▸ **WORK INSTRUCTION**
Nothing in the records may be altered. Repeat them in full.

[Start of Attachment]

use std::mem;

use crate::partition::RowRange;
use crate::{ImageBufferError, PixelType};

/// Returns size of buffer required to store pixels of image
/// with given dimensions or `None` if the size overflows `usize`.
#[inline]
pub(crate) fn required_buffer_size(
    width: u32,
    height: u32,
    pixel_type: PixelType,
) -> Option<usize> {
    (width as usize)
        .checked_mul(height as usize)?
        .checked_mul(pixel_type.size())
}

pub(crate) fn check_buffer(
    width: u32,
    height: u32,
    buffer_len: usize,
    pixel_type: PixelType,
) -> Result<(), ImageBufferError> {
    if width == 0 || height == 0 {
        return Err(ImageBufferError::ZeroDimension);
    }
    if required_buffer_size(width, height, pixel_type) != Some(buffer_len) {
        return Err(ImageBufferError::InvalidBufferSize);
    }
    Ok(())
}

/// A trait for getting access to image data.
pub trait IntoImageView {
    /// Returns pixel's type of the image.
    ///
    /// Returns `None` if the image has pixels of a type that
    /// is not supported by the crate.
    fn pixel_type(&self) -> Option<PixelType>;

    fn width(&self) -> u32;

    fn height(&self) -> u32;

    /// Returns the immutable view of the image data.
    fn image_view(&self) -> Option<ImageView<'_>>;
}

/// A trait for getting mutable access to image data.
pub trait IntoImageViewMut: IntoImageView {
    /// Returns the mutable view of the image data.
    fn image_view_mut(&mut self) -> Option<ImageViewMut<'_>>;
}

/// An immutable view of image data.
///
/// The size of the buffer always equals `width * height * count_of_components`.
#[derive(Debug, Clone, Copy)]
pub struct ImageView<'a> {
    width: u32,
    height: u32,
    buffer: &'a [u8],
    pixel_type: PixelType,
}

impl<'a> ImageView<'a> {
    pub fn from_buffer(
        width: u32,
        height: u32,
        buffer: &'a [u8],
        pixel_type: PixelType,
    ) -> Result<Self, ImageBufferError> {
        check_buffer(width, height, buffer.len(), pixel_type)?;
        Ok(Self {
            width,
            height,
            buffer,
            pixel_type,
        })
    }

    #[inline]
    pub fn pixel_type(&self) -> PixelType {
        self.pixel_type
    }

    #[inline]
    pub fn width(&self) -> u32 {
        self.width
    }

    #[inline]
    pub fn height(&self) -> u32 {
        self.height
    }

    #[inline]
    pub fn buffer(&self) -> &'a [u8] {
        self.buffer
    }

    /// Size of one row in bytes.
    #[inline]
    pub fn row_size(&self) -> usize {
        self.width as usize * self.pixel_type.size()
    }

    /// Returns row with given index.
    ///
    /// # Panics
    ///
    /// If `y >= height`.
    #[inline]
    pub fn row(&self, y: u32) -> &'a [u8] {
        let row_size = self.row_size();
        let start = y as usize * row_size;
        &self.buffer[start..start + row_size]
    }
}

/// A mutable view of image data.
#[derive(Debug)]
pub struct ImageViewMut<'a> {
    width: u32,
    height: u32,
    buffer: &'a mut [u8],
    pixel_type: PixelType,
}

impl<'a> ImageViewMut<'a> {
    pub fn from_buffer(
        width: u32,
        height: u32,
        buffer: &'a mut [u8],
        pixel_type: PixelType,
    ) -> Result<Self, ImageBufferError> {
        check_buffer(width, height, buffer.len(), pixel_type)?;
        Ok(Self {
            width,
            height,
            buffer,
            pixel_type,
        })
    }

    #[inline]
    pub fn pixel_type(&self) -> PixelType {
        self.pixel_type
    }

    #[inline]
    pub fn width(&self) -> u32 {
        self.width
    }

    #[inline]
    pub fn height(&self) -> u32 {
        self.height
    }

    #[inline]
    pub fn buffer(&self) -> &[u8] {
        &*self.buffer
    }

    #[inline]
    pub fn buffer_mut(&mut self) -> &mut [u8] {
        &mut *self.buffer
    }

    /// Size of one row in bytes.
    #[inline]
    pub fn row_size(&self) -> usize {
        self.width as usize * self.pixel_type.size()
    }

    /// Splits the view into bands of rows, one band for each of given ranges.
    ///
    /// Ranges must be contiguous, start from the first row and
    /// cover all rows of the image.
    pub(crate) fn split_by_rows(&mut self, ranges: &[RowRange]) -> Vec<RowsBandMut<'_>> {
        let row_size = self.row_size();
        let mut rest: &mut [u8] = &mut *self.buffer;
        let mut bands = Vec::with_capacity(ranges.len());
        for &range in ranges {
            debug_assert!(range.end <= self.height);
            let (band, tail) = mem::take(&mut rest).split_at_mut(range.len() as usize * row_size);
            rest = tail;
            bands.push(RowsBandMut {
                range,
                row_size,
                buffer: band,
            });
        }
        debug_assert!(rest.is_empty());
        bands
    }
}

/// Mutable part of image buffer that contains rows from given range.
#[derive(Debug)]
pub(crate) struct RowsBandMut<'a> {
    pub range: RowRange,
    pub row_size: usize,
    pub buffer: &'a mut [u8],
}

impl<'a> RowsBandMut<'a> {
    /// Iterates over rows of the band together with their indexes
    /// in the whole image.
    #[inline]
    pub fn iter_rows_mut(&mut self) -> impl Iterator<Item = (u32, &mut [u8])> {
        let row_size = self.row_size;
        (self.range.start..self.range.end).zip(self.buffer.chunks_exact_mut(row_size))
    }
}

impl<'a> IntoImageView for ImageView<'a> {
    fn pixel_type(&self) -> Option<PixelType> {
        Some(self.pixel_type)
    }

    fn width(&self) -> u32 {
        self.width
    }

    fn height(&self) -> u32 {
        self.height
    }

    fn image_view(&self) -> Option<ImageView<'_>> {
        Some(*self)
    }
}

[End of Attachment]

▸ **EXERCISE OUTPUT**
use std::mem;

use crate::partition::RowRange;
use crate::{ImageBufferError, PixelType};

/// Returns size of buffer required to store pixels of image
/// with given dimensions or `None` if the size overflows `usize`.
#[inline]
pub(crate) fn required_buffer_size(
    width: u32,
    height: u32,
    pixel_type: PixelType,
) -> Option<usize> {
    (width as usize)
        .checked_mul(height as usize)?
        .checked_mul(pixel_type.size())
}

pub(crate) fn check_buffer(
    width: u32,
    height: u32,
    buffer_len: usize,
    pixel_type: PixelType,
) -> Result<(), ImageBufferError> {
    if width == 0 || height == 0 {
        return Err(ImageBufferError::ZeroDimension);
    }
    if required_buffer_size(width, height, pixel_type) != Some(buffer_len) {
        return Err(ImageBufferError::InvalidBufferSize);
    }
    Ok(())
}

/// A trait for getting access to image data.
pub trait IntoImageView {
    /// Returns pixel's type of the image.
    ///
    /// Returns `None` if the image has pixels of a type that
    /// is not supported by the crate.
    fn pixel_type(&self) -> Option<PixelType>;

    fn width(&self) -> u32;

    fn height(&self) -> u32;

    /// Returns the immutable view of the image data.
    fn image_view(&self) -> Option<ImageView<'_>>;
}

/// A trait for getting mutable access to image data.
pub trait IntoImageViewMut: IntoImageView {
    /// Returns the mutable view of the image data.
    fn image_view_mut(&mut self) -> Option<ImageViewMut<'_>>;
}

/// An immutable view of image data.
///
/// The size of the buffer always equals `width * height * count_of_components`.
#[derive(Debug, Clone, Copy)]
pub struct ImageView<'a> {
    width: u32,
    height: u32,
    buffer: &'a [u8],
    pixel_type: PixelType,
}

impl<'a> ImageView<'a> {
    pub fn from_buffer(
        width: u32,
        height: u32,
        buffer: &'a [u8],
        pixel_type: PixelType,
    ) -> Result<Self, ImageBufferError> {
        check_buffer(width, height, buffer.len(), pixel_type)?;
        Ok(Self {
            width,
            height,
            buffer,
            pixel_type,
        })
    }

    #[inline]
    pub fn pixel_type(&self) -> PixelType {
        self.pixel_type
    }

    #[inline]
    pub fn width(&self) -> u32 {
        self.width
    }

    #[inline]
    pub fn height(&self) -> u32 {
        self.height
    }

    #[inline]
    pub fn buffer(&self) -> &'a [u8] {
        self.buffer
    }

    /// Size of one row in bytes.
    #[inline]
    pub fn row_size(&self) -> usize {
        self.width as usize * self.pixel_type.size()
    }

    /// Returns row with given index.
    ///
    /// # Panics
    ///
    /// If `y >= height`.
    #[inline]
    pub fn row(&self, y: u32) -> &'a [u8] {
        let row_size = self.row_size();
        let start = y as usize * row_size;
        &self.buffer[start..start + row_size]
    }
}

/// A mutable view of image data.
#[derive(Debug)]
pub struct ImageViewMut<'a> {
    width: u32,
    height: u32,
    buffer: &'a mut [u8],
    pixel_type: PixelType,
}

impl<'a> ImageViewMut<'a> {
    pub fn from_buffer(
        width: u32,
        height: u32,
        buffer: &'a mut [u8],
        pixel_type: PixelType,
    ) -> Result<Self, ImageBufferError> {
        check_buffer(width, height, buffer.len(), pixel_type)?;
        Ok(Self {
            width,
            height,
            buffer,
            pixel_type,
        })
    }

    #[inline]
    pub fn pixel_type(&self) -> PixelType {
        self.pixel_type
    }

    #[inline]
    pub fn width(&self) -> u32 {
        self.width
    }

    #[inline]
    pub fn height(&self) -> u32 {
        self.height
    }

    #[inline]
    pub fn buffer(&self) -> &[u8] {
        &*self.buffer
    }

    #[inline]
    pub fn buffer_mut(&mut self) -> &mut [u8] {
        &mut *self.buffer
    }

    /// Size of one row in bytes.
    #[inline]
    pub fn row_size(&self) -> usize {
        self.width as usize * self.pixel_type.size()
    }

    /// Splits the view into bands of rows, one band for each of given ranges.
    ///
    /// Ranges must be contiguous, start from the first row and
    /// cover all rows of the image.
    pub(crate) fn split_by_rows(&mut self, ranges: &[RowRange]) -> Vec<RowsBandMut<'_>> {
        let row_size = self.row_size();
        let mut rest: &mut [u8] = &mut *self.buffer;
        let mut bands = Vec::with_capacity(ranges.len());
        for &range in ranges {
            debug_assert!(range.end <= self.height);
            let (band, tail) = mem::take(&mut rest).split_at_mut(range.len() as usize * row_size);
            rest = tail;
            bands.push(RowsBandMut {
                range,
                row_size,
                buffer: band,
            });
        }
        debug_assert!(rest.is_empty());
        bands
    }
}

/// Mutable part of image buffer that contains rows from given range.
#[derive(Debug)]
pub(crate) struct RowsBandMut<'a> {
    pub range: RowRange,
    pub row_size: usize,
    pub buffer: &'a mut [u8],
}

impl<'a> RowsBandMut<'a> {
    /// Iterates over rows of the band together with their indexes
    /// in the whole image.
    #[inline]
    pub fn iter_rows_mut(&mut self) -> impl Iterator<Item = (u32, &mut [u8])> {
        let row_size = self.row_size;
        (self.range.start..self.range.end).zip(self.buffer.chunks_exact_mut(row_size))
    }
}

impl<'a> IntoImageView for ImageView<'a> {
    fn pixel_type(&self) -> Option<PixelType> {
        Some(self.pixel_type)
    }

    fn width(&self) -> u32 {
        self.width
    }

    fn height(&self) -> u32 {
        self.height
    }

    fn image_view(&self) -> Option<ImageView<'_>> {
        Some(*self)
    }
}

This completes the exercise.